INSTRUCTIONS FOR THE TASK:
State the number of lines in the material below that have "carries" in them, without any other text.

SOURCE RECORDS:
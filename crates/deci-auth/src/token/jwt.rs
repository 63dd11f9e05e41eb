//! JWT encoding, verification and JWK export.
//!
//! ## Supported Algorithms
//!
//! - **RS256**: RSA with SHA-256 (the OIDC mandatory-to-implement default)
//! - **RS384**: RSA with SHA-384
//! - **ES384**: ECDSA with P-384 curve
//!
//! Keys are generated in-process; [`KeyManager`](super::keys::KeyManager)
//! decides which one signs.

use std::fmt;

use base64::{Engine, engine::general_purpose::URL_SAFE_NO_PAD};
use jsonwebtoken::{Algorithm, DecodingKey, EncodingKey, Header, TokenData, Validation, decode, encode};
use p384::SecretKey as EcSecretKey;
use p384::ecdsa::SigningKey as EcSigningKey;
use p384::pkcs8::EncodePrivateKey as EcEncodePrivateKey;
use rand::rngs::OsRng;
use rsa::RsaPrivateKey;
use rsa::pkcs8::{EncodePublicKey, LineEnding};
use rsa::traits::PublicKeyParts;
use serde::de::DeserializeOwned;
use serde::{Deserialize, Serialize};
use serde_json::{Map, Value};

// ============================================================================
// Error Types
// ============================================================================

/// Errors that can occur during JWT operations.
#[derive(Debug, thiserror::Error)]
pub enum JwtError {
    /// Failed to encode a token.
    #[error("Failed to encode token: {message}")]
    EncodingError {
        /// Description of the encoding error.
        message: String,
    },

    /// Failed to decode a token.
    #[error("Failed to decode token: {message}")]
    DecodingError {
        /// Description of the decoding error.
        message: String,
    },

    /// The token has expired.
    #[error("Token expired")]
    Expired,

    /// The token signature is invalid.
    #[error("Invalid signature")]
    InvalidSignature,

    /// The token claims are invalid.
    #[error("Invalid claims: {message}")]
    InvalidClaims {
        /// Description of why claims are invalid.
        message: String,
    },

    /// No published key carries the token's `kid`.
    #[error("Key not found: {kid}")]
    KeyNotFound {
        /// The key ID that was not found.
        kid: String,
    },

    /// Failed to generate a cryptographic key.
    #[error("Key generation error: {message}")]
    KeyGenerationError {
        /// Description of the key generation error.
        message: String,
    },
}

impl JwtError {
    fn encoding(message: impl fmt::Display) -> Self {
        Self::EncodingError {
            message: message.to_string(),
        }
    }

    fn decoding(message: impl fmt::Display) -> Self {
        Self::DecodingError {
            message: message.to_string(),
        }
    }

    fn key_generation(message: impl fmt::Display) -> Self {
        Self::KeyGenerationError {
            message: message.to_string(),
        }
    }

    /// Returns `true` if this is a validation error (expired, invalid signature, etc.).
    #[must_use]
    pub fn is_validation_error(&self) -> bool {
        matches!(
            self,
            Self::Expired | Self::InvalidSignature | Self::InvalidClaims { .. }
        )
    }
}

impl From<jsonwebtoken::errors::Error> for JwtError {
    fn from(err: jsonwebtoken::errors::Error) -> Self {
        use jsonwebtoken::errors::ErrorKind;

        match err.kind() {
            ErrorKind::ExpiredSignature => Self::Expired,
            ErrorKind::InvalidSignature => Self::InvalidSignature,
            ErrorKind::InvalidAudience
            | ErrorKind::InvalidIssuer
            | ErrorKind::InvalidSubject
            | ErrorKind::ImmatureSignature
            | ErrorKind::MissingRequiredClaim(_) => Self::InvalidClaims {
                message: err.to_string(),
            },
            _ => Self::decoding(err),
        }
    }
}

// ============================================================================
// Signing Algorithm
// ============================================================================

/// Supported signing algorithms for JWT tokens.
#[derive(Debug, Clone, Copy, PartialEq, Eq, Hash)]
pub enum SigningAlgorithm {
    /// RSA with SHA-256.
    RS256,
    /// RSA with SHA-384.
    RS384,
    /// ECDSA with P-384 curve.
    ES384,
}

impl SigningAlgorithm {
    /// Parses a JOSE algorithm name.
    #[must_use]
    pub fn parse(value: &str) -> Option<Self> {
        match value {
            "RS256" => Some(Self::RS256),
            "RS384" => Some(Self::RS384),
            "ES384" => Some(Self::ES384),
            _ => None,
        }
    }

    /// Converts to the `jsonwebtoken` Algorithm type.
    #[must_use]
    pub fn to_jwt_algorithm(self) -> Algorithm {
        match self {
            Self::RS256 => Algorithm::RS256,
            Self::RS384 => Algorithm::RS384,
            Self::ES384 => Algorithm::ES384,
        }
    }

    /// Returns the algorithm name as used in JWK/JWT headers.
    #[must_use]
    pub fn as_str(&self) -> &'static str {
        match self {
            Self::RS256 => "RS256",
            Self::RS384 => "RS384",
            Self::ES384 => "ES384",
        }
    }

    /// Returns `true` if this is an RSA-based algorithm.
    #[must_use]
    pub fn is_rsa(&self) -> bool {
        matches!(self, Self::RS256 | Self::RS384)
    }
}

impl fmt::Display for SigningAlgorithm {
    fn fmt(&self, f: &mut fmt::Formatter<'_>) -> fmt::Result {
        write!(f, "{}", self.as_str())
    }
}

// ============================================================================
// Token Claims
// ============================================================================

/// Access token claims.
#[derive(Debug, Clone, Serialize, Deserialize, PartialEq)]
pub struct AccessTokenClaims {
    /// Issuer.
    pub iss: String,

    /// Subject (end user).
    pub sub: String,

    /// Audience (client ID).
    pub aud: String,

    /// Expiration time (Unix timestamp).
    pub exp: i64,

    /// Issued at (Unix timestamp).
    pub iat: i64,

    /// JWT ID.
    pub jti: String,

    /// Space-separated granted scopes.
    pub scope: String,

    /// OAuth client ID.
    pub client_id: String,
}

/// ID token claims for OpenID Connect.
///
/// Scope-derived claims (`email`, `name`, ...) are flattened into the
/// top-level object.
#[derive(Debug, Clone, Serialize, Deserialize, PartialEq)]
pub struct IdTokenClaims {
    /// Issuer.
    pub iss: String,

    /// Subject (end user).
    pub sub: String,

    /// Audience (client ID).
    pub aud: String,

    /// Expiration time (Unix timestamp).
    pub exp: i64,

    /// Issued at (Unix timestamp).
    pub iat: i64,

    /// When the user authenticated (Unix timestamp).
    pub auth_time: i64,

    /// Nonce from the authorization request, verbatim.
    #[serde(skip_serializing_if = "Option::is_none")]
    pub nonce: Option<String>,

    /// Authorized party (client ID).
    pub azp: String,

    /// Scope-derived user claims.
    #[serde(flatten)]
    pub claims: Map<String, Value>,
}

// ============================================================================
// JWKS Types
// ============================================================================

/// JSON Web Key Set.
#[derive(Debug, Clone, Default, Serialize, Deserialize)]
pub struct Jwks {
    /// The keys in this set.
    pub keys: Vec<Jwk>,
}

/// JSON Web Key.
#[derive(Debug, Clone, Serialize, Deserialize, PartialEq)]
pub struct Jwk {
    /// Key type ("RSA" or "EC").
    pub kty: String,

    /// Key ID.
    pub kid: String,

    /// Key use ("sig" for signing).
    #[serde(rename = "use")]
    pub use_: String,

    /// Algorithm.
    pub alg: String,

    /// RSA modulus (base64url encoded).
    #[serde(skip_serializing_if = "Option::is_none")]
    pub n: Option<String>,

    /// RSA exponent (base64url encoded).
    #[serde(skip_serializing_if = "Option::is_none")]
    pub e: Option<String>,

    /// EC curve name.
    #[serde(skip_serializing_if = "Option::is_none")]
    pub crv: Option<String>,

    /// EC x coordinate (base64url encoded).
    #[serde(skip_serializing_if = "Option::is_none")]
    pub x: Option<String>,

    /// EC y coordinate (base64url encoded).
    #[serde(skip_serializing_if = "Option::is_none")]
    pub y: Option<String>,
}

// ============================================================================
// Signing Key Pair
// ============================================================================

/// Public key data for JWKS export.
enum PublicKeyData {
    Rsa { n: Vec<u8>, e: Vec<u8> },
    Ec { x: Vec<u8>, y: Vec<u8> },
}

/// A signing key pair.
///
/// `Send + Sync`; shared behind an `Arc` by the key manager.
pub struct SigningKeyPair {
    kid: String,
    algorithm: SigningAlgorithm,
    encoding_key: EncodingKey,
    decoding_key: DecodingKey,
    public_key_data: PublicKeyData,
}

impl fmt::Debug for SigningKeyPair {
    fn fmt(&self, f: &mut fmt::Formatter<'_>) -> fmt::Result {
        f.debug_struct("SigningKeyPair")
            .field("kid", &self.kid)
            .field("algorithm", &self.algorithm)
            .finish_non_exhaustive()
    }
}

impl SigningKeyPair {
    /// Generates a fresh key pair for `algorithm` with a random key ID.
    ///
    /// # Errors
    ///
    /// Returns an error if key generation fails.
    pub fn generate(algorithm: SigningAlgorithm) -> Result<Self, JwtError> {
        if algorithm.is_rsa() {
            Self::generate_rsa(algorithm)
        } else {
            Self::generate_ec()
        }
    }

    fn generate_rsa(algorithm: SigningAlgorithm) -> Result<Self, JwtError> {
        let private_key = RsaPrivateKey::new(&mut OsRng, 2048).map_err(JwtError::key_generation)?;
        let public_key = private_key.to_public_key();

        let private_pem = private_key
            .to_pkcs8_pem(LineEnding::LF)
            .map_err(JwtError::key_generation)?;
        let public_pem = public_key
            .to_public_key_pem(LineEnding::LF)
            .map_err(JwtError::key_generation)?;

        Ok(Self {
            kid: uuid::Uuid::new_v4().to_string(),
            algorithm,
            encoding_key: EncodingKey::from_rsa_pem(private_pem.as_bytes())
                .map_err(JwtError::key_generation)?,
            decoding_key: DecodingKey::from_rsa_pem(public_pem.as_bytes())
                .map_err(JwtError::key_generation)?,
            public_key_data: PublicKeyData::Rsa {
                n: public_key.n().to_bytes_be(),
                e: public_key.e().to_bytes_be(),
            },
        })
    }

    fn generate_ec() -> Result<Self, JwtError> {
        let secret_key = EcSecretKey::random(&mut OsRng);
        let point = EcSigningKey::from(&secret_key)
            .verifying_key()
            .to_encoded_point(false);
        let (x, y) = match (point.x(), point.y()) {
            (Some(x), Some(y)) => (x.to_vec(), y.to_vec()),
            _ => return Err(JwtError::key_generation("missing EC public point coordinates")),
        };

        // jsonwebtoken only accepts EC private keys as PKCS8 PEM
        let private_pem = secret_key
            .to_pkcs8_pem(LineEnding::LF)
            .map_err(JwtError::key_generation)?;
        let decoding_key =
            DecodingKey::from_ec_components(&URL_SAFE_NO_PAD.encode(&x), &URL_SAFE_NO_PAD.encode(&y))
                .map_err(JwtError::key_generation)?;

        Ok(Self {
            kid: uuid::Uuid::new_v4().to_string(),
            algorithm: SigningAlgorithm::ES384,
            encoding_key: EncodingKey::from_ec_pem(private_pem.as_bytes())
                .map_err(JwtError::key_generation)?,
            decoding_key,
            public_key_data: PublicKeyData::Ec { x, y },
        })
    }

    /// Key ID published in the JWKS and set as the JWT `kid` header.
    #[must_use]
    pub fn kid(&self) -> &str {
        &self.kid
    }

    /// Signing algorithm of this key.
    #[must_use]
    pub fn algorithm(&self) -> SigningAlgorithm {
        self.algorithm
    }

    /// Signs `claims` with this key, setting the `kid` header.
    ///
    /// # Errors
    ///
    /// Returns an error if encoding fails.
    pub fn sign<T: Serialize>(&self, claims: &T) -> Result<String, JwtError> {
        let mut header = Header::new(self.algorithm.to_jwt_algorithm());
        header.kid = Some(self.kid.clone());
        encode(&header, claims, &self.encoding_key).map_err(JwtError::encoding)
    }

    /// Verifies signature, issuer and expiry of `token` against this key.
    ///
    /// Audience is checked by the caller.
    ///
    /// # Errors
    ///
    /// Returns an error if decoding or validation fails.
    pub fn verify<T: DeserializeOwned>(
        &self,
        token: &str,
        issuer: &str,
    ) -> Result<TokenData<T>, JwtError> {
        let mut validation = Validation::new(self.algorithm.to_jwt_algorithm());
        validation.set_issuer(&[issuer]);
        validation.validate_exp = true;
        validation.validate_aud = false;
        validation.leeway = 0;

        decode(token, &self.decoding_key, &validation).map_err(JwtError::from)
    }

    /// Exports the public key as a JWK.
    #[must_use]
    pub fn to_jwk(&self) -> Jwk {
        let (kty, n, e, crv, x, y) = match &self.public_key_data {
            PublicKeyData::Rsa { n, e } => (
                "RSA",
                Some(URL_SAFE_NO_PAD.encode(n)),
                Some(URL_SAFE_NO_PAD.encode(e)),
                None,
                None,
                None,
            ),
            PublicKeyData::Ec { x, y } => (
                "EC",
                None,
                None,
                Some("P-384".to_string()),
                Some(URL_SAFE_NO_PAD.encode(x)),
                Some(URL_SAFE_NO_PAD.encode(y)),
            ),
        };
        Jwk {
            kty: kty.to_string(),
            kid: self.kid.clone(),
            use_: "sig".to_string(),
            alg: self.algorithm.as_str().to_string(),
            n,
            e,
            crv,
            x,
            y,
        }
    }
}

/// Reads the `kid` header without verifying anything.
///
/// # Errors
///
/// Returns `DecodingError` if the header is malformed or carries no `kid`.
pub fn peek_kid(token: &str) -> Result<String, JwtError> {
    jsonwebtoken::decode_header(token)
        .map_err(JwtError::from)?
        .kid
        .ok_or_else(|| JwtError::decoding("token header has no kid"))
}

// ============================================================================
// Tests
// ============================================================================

* * *

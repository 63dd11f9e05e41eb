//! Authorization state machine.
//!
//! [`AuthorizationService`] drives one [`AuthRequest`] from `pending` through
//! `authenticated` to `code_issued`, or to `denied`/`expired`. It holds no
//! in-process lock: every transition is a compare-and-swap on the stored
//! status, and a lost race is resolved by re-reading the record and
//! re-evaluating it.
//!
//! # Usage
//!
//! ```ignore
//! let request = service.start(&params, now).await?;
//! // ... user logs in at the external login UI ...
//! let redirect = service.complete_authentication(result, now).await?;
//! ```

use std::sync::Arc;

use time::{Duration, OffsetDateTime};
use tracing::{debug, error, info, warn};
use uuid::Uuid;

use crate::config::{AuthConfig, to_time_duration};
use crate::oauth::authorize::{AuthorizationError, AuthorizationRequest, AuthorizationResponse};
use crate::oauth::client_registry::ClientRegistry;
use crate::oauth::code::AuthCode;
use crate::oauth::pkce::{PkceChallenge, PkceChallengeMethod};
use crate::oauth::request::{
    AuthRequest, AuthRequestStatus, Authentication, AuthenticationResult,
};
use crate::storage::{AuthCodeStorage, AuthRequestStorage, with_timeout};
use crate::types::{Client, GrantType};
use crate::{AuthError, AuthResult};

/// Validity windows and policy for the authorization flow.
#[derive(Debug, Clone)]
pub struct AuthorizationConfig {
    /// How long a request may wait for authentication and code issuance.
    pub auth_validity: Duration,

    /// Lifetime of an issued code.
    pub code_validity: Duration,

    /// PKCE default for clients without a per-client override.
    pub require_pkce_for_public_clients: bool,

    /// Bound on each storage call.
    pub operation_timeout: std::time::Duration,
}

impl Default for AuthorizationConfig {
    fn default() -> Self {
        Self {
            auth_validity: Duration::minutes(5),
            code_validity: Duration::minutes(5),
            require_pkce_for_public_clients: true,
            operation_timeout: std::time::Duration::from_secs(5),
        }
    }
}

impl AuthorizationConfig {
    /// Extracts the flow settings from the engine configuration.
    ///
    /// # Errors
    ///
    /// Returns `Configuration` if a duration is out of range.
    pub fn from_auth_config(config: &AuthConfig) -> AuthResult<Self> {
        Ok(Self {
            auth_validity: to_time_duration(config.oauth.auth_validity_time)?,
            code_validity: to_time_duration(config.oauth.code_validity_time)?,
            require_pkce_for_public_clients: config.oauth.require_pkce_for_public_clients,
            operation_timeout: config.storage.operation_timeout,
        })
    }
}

WRITTEN RESPONSE:
2